I think it’s a good idea to fix these two things (deleting modules and recreating database structure) and propose them as a pull-requests to Gene.
Looks like this shouldn’t be too hard to fix.


#34

It appears that the second item (recreating the database) is working correctly. Deleting modules definitely doesn’t not work.I’ll post an issue. I don’t know if there will be any work done in the future by gene, but having it documented there is a good thing either way.

Issue 321 has been created.


#35

Do you really need more granular data? A lot of parameters (like temperature, humidity, etc.) don’t change quickly. Also, batteries-powered sensors limit the reports frequency.

Imagine that you have 20 5-in-1 sensors and you save theirs parameters’ values every minute: this will produce 144 000 records in stats DB.


#36

For most of the times you don’t need more than that. But if you measure power consumption for anything you can loose some interesting information when you only get the avarage for the last 5 minutes.

And a weather station with wind speed would also suffer from this.

Maybe need some kind of behaviour that saves the average but also save “spike” values or something.

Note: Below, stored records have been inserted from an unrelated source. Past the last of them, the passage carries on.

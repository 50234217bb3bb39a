//! Index facade: the primary B-Tree and three string B+-Trees as one unit.

use std::fs;
use std::io;
use std::path::{Path, PathBuf};

use parking_lot::{MappedRwLockReadGuard, RwLock, RwLockReadGuard};
use tracing::{debug, info, warn};

use crate::buffer::CacheStats;
use crate::common::config::StoreConfig;
use crate::common::{EntityKind, Error, Result};
use crate::heap::{DriverProfile, VehicleInfo};

use super::bplus_tree::BPlusTree;
use super::btree::BTree;
use super::key::{BPlusValue, BTreeValue, CompositeKey, StringKey};
use super::tree::TreeShape;

pub const PRIMARY: &str = "primary";
pub const DRIVER_EMAIL: &str = "driver_email";
pub const DRIVER_USERNAME: &str = "driver_username";
pub const VEHICLE_PLATE: &str = "vehicle_plate";

/// One of the three string indexes.
#[derive(Debug, Clone, Copy, PartialEq, Eq, Hash)]
pub enum SecondaryIndex {
    DriverEmail,
    DriverUsername,
    VehiclePlate,
}

impl SecondaryIndex {
    pub fn name(self) -> &'static str {
        match self {
            SecondaryIndex::DriverEmail => DRIVER_EMAIL,
            SecondaryIndex::DriverUsername => DRIVER_USERNAME,
            SecondaryIndex::VehiclePlate => VEHICLE_PLATE,
        }
    }

    /// Kind of record the index points at.
    pub fn target(self) -> EntityKind {
        match self {
            SecondaryIndex::DriverEmail | SecondaryIndex::DriverUsername => EntityKind::Profile,
            SecondaryIndex::VehiclePlate => EntityKind::Vehicle,
        }
    }
}

const PRIMARY_FILE: &str = "primary.idx";
const EMAIL_FILE: &str = "driver_email.idx";
const USERNAME_FILE: &str = "driver_username.idx";
const PLATE_FILE: &str = "vehicle_plate.idx";
const INDEX_FILES: [&str; 4] = [PRIMARY_FILE, EMAIL_FILE, USERNAME_FILE, PLATE_FILE];

struct Indexes {
    primary: BTree,
    email: BPlusTree,
    username: BPlusTree,
    plate: BPlusTree,
}

/// Owns the four index files of a store directory.
///
/// The indexes are created or opened together: if any one of them fails,
/// none is kept and the error names the failing index
/// ([`Error::IndexFailure`]). Every other operation returns
/// [`Error::NotOpen`] until then.
///
/// Rebuilding is not idempotent. Trees accept duplicate keys, so rebuilding
/// over already-indexed records adds a second entry for each.
pub struct IndexManager {
    dir: PathBuf,
    primary_cache_pages: usize,
    secondary_cache_pages: usize,
    indexes: RwLock<Option<Indexes>>,
}

impl IndexManager {
    pub fn new<P: Into<PathBuf>>(
        dir: P,
        primary_cache_pages: usize,
        secondary_cache_pages: usize,
    ) -> Self {
        Self {
            dir: dir.into(),
            primary_cache_pages,
            secondary_cache_pages,
            indexes: RwLock::new(None),
        }
    }

    pub fn from_config(config: &StoreConfig) -> Self {
        Self::new(
            config.index_dir.clone(),
            config.primary_cache_pages,
            config.secondary_cache_pages,
        )
    }

    // ========================================================================
    // Lifecycle
    // ========================================================================

    /// Create all four index files, replacing existing ones.
    pub fn create_indexes(&self) -> Result<()> {
        let mut slot = self.indexes.write();
        // old trees flush on drop and must be gone before files are truncated
        *slot = None;

        fs::create_dir_all(&self.dir)?;
        let indexes = match self.create_all() {
            Ok(indexes) => indexes,
            Err(e) => {
                // trees built so far were dropped on the way out
                self.remove_index_files();
                return Err(e);
            }
        };

        *slot = Some(indexes);
        info!(dir = %self.dir.display(), "created indexes");
        Ok(())
    }

    fn create_all(&self) -> Result<Indexes> {
        let secondary = |file: &str, name: &'static str| {
            BPlusTree::create(self.dir.join(file), name, self.secondary_cache_pages)
                .map_err(|e| e.in_index(name))
        };
        Ok(Indexes {
            primary: BTree::create(self.dir.join(PRIMARY_FILE), self.primary_cache_pages)
                .map_err(|e| e.in_index(PRIMARY))?,
            email: secondary(EMAIL_FILE, DRIVER_EMAIL)?,
            username: secondary(USERNAME_FILE, DRIVER_USERNAME)?,
            plate: secondary(PLATE_FILE, VEHICLE_PLATE)?,
        })
    }

    /// Best-effort removal after a failed create, so the directory reads as
    /// empty to [`IndexManager::open_or_create_indexes`].
    fn remove_index_files(&self) {
        for file in INDEX_FILES {
            let path = self.dir.join(file);
            match fs::remove_file(&path) {
                Ok(()) => debug!(path = %path.display(), "removed partial index file"),
                Err(e) if e.kind() == io::ErrorKind::NotFound => {}
                Err(e) => warn!(path = %path.display(), error = %e, "failed to remove index file"),
            }
        }
    }

    /// Open all four index files.
    ///
    /// # Errors
    /// `Error::IndexFailure` naming the first index that is missing or
    /// corrupt; the manager stays closed.
    pub fn open_indexes(&self) -> Result<()> {
        let mut slot = self.indexes.write();
        *slot = None;

        let secondary = |file: &str, name: &'static str| {
            BPlusTree::open(self.dir.join(file), self.secondary_cache_pages)
                .map_err(|e| e.in_index(name))
        };
        let indexes = Indexes {
            primary: BTree::open(self.dir.join(PRIMARY_FILE), self.primary_cache_pages)
                .map_err(|e| e.in_index(PRIMARY))?,
            email: secondary(EMAIL_FILE, DRIVER_EMAIL)?,
            username: secondary(USERNAME_FILE, DRIVER_USERNAME)?,
            plate: secondary(PLATE_FILE, VEHICLE_PLATE)?,
        };

        info!(
            dir = %self.dir.display(),
            primary = indexes.primary.total_records(),
            emails = indexes.email.total_entries(),
            plates = indexes.plate.total_entries(),
            "opened indexes"
        );
        *slot = Some(indexes);
        Ok(())
    }

    /// Open the indexes if any index file exists, otherwise create them.
    ///
    /// Returns `true` if the indexes were newly created. A directory with
    /// only some of the files fails to open rather than being recreated.
    pub fn open_or_create_indexes(&self) -> Result<bool> {
        let any_present = INDEX_FILES
            .iter()
            .any(|file| self.dir.join(file).exists());
        if any_present {
            self.open_indexes()?;
            Ok(false)
        } else {
            self.create_indexes()?;
            Ok(true)
        }
    }

    /// Flush and release all index files. Closing twice is a no-op.
    pub fn close(&self) -> Result<()> {
        let mut slot = self.indexes.write();
        if let Some(indexes) = slot.as_ref() {
            indexes.flush()?;
        }
        *slot = None;
        Ok(())
    }

    /// Sync every index file to stable storage.
    pub fn flush(&self) -> Result<()> {
        self.indexes()?.flush()
    }

    pub fn is_open(&self) -> bool {
        self.indexes.read().is_some()
    }

    pub fn dir(&self) -> &Path {
        &self.dir
    }

    // ========================================================================
    // Primary index
    // ========================================================================

    /// Index the record `(kind, id)` stored at heap byte `offset`.
    pub fn insert_primary(
        &self,
        kind: EntityKind,
        id: u64,
        timestamp: u64,
        offset: u64,
    ) -> Result<()> {
        let key = CompositeKey::new(kind, id, timestamp, 0);
        let value = BTreeValue::new(offset, kind.slot_size() as u16);
        self.indexes()?
            .primary
            .insert(key, value)
            .map_err(|e| e.in_index(PRIMARY))
    }

    /// Heap offset recorded for exactly `(kind, id, timestamp)`.
    pub fn search_primary(&self, kind: EntityKind, id: u64, timestamp: u64) -> Result<Option<u64>> {
        let key = CompositeKey::new(kind, id, timestamp, 0);
        let found = self
            .indexes()?
            .primary
            .search(&key)
            .map_err(|e| e.in_index(PRIMARY))?;
        Ok(found.map(|v| v.offset))
    }

    /// Heap offsets of `(kind, id)` entries with `start <= timestamp <= end`,
    /// in timestamp order.
    pub fn range_query_primary(
        &self,
        kind: EntityKind,
        id: u64,
        start: u64,
        end: u64,
    ) -> Result<Vec<u64>> {
        let low = CompositeKey::new(kind, id, start, 0);
        let high = CompositeKey::new(kind, id, end, u32::MAX);
        let entries = self
            .indexes()?
            .primary
            .range_query(&low, &high)
            .map_err(|e| e.in_index(PRIMARY))?;
        Ok(entries.into_iter().map(|(_, v)| v.offset).collect())
    }

    /// Every primary entry of `(kind, id)`, whatever its timestamp.
    pub fn primary_range_for_entity(
        &self,
        kind: EntityKind,
        id: u64,
    ) -> Result<Vec<(CompositeKey, BTreeValue)>> {
        self.indexes()?
            .primary
            .range_query(
                &CompositeKey::entity_start(kind, id),
                &CompositeKey::entity_end(kind, id),
            )
            .map_err(|e| e.in_index(PRIMARY))
    }

    // ========================================================================
    // Secondary indexes
    // ========================================================================

    pub fn insert_email(&self, email: &str, driver_id: u64) -> Result<()> {
        let indexes = self.indexes()?;
        insert_string(&indexes.email, DRIVER_EMAIL, email, driver_id, EntityKind::Profile)
    }

    pub fn search_by_email(&self, email: &str) -> Result<Option<u64>> {
        search_string(&self.indexes()?.email, DRIVER_EMAIL, email)
    }

    pub fn insert_username(&self, username: &str, driver_id: u64) -> Result<()> {
        let indexes = self.indexes()?;
        insert_string(&indexes.username, DRIVER_USERNAME, username, driver_id, EntityKind::Profile)
    }

    pub fn search_by_username(&self, username: &str) -> Result<Option<u64>> {
        search_string(&self.indexes()?.username, DRIVER_USERNAME, username)
    }

    pub fn insert_plate(&self, plate: &str, vehicle_id: u64) -> Result<()> {
        let indexes = self.indexes()?;
        insert_string(&indexes.plate, VEHICLE_PLATE, plate, vehicle_id, EntityKind::Vehicle)
    }

    pub fn search_by_plate(&self, plate: &str) -> Result<Option<u64>> {
        search_string(&self.indexes()?.plate, VEHICLE_PLATE, plate)
    }

    /// Add `key -> id` to the index `index`.
    pub fn insert_secondary(&self, index: SecondaryIndex, key: &str, id: u64) -> Result<()> {
        let indexes = self.indexes()?;
        insert_string(indexes.secondary(index), index.name(), key, id, index.target())
    }

    /// Every id stored under `key`, in insertion order.
    ///
    /// Keys are never removed, so this includes ids whose record has since
    /// been deleted or changed.
    pub fn search_all(&self, index: SecondaryIndex, key: &str) -> Result<Vec<u64>> {
        let key = StringKey::new(key);
        let indexes = self.indexes()?;
        let entries = indexes
            .secondary(index)
            .range(&key, &key)
            .map_err(|e| e.in_index(index.name()))?;
        Ok(entries.into_iter().map(|(_, v)| v.id).collect())
    }

    /// Index every profile's email and username.
    pub fn rebuild_profile_indexes(&self, profiles: &[DriverProfile]) -> Result<()> {
        for profile in profiles {
            self.insert_email(&profile.email, profile.id)?;
            self.insert_username(&profile.username, profile.id)?;
        }
        info!(count = profiles.len(), "rebuilt profile indexes");
        Ok(())
    }

    /// Index every vehicle's license plate.
    pub fn rebuild_vehicle_indexes(&self, vehicles: &[VehicleInfo]) -> Result<()> {
        for vehicle in vehicles {
            self.insert_plate(&vehicle.license_plate, vehicle.id)?;
        }
        info!(count = vehicles.len(), "rebuilt vehicle indexes");
        Ok(())
    }

    // ========================================================================
    // Statistics
    // ========================================================================

    pub fn primary_count(&self) -> Result<u64> {
        Ok(self.indexes()?.primary.total_records())
    }

    pub fn email_count(&self) -> Result<u64> {
        Ok(self.indexes()?.email.total_entries())
    }

    pub fn username_count(&self) -> Result<u64> {
        Ok(self.indexes()?.username.total_entries())
    }

    pub fn plate_count(&self) -> Result<u64> {
        Ok(self.indexes()?.plate.total_entries())
    }

    /// Structural check of all four trees.
    pub fn verify(&self) -> Result<Vec<(&'static str, TreeShape)>> {
        let indexes = self.indexes()?;
        Ok(vec![
            (PRIMARY, indexes.primary.verify().map_err(|e| e.in_index(PRIMARY))?),
            (DRIVER_EMAIL, indexes.email.verify().map_err(|e| e.in_index(DRIVER_EMAIL))?),
            (
                DRIVER_USERNAME,
                indexes.username.verify().map_err(|e| e.in_index(DRIVER_USERNAME))?,
            ),
            (VEHICLE_PLATE, indexes.plate.verify().map_err(|e| e.in_index(VEHICLE_PLATE))?),
        ])
    }

    pub fn cache_stats(&self) -> Result<Vec<(&'static str, CacheStats)>> {
        let indexes = self.indexes()?;
        Ok(vec![
            (PRIMARY, indexes.primary.cache_stats()),
            (DRIVER_EMAIL, indexes.email.cache_stats()),
            (DRIVER_USERNAME, indexes.username.cache_stats()),
            (VEHICLE_PLATE, indexes.plate.cache_stats()),
        ])
    }

    fn indexes(&self) -> Result<MappedRwLockReadGuard<'_, Indexes>> {
        RwLockReadGuard::try_map(self.indexes.read(), Option::as_ref)
            .map_err(|_| Error::NotOpen("index manager"))
    }
}

impl Indexes {
    fn secondary(&self, index: SecondaryIndex) -> &BPlusTree {
        match index {
            SecondaryIndex::DriverEmail => &self.email,
            SecondaryIndex::DriverUsername => &self.username,
            SecondaryIndex::VehiclePlate => &self.plate,
        }
    }

    fn flush(&self) -> Result<()> {
        self.primary.flush().map_err(|e| e.in_index(PRIMARY))?;
        self.email.flush().map_err(|e| e.in_index(DRIVER_EMAIL))?;
        self.username.flush().map_err(|e| e.in_index(DRIVER_USERNAME))?;
        self.plate.flush().map_err(|e| e.in_index(VEHICLE_PLATE))
    }
}

fn insert_string(
    tree: &BPlusTree,
    name: &'static str,
    key: &str,
    id: u64,
    kind: EntityKind,
) -> Result<()> {
    tree.insert(StringKey::new(key), BPlusValue::new(id, kind))
        .map_err(|e| e.in_index(name))
}

fn search_string(tree: &BPlusTree, name: &'static str, key: &str) -> Result<Option<u64>> {
    let found = tree
        .search(&StringKey::new(key))
        .map_err(|e| e.in_index(name))?;
    Ok(found.map(|v| v.id))
}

I think it should be possible to change for individual modules. Either time based or realtime.


#37

Exactly. I intended to monitor power consumption originally. 5 minute average removes anything interesting from the database. I would have preferred a choice of averaging or current value and a duration option. Since this would generate a lot of data, it might be good to have a second level that reduces resolution to some kind of average after a day/week/month/etc.


#38

Or you could save a average, and also save the specific values that maybe is more/less than 5% of that average, or something like that. So you don’t miss out on the interesting values. Maybe the most extreme top/bottom values should be filtered out before the average is calculated. Don’t know if that is done today?


#39

I would personally say that if the value changed from the previous value then it should be recorded in the db, if your polling values every 15 mins and it doesn’t change then ignore… This maybe then questions what precision is used.


#40

I would agree that saving duplicate values doesn’t need to be done. However, saving the last value before a change would be good. If recording at a given interval and no change iccurs for a large period, having a level line is appropriate. However, when a change does happen, if the previous time doesn’t get recorded, the data will show a slope from the first time that value occured rather than a step from the previous polled time.